• **Work instruction**
Scan the records for lines with the word "events", and copy every such line.

• **Input records**
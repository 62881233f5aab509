//! Cart Aggregate
//!
//! The cart itself belongs to the cart service; checkout only sees its summary.

use serde::{Deserialize, Serialize};
use std::collections::HashMap;
use std::fmt;
use uuid::Uuid;
use crate::domain::value_objects::{Money, MoneyError, Quantity};

/// Whose cart: an authenticated user or a guest session
#[derive(Clone, Debug, PartialEq, Eq, Hash, Serialize, Deserialize)]
#[serde(rename_all = "camelCase")]
pub enum CartOwner { User(Uuid), Session(String) }

impl fmt::Display for CartOwner {
    fn fmt(&self, f: &mut fmt::Formatter<'_>) -> fmt::Result {
        match self { Self::User(id) => write!(f, "user:{id}"), Self::Session(s) => write!(f, "session:{s}") }
    }
}

#[derive(Clone, Debug, PartialEq, Eq, Serialize, Deserialize)]
#[serde(rename_all = "camelCase")]
pub struct CartLine {
    pub product_id: Uuid,
    pub product_name: String,
    pub final_price_minor: Money,
    pub quantity: Quantity,
}

impl CartLine {
    pub fn line_total(&self) -> Result<Money, MoneyError> { self.final_price_minor.times(self.quantity) }
}

#[derive(Clone, Debug, Default, PartialEq, Eq, Serialize, Deserialize)]
#[serde(rename_all = "camelCase")]
pub struct CartSummary {
    pub items: Vec<CartLine>,
    pub total_value_minor: Money,
}

impl CartSummary {
    pub fn from_lines(items: Vec<CartLine>) -> Result<Self, MoneyError> {
        let total_value_minor = items.iter().try_fold(Money::ZERO, |acc, l| acc.checked_add(l.line_total()?))?;
        Ok(Self { items, total_value_minor })
    }
    pub fn is_empty(&self) -> bool { self.items.is_empty() }
    pub fn quantities(&self) -> HashMap<Uuid, i32> {
        self.items.iter().map(|l| (l.product_id, l.quantity.value())).collect()
    }
    pub fn line(&self, product_id: Uuid) -> Option<&CartLine> { self.items.iter().find(|l| l.product_id == product_id) }
}

#[cfg(test)]
mod tests {
    use super::*;
    #[test]
    fn test_summary_totals() {
        let a = Uuid::new_v4();
        let summary = CartSummary::from_lines(vec![
            CartLine { product_id: a, product_name: "Blender".into(), final_price_minor: Money::from_minor(50_000).unwrap(), quantity: Quantity::new(2).unwrap() },
            CartLine { product_id: Uuid::new_v4(), product_name: "Toaster".into(), final_price_minor: Money::from_minor(12_000).unwrap(), quantity: Quantity::new(1).unwrap() },
        ]).unwrap();
        assert_eq!(summary.total_value_minor.minor(), 112_000);
        assert_eq!(summary.quantities()[&a], 2);
    }
}
//! Port implementations
pub mod memory;
pub mod postgres;

pub use memory::MemoryStore;
pub use postgres::PgStore;
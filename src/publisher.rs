//! Order event publishers

use async_trait::async_trait;
use tracing::debug;

use crate::domain::events::OrderEvent;
use crate::ports::EventPublisher;

/// Publishes order events as JSON on NATS
#[derive(Clone)]
pub struct NatsEventPublisher { client: async_nats::Client }

impl NatsEventPublisher {
    pub fn new(client: async_nats::Client) -> Self { Self { client } }
}

#[async_trait]
impl EventPublisher for NatsEventPublisher {
    async fn publish(&self, event: &OrderEvent) -> anyhow::Result<()> {
        let payload = serde_json::to_vec(event)?;
        self.client.publish(event.subject().to_string(), payload.into()).await?;
        debug!(subject = event.subject(), order_id = %event.order_id(), "order event published");
        Ok(())
    }
}

/// Used when no broker is configured
#[derive(Clone, Copy, Debug, Default)]
pub struct NoopEventPublisher;

#[async_trait]
impl EventPublisher for NoopEventPublisher {
    async fn publish(&self, _event: &OrderEvent) -> anyhow::Result<()> { Ok(()) }
}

• **Answer space**
use crate::domain::events::OrderEvent;
/// Publishes order events as JSON on NATS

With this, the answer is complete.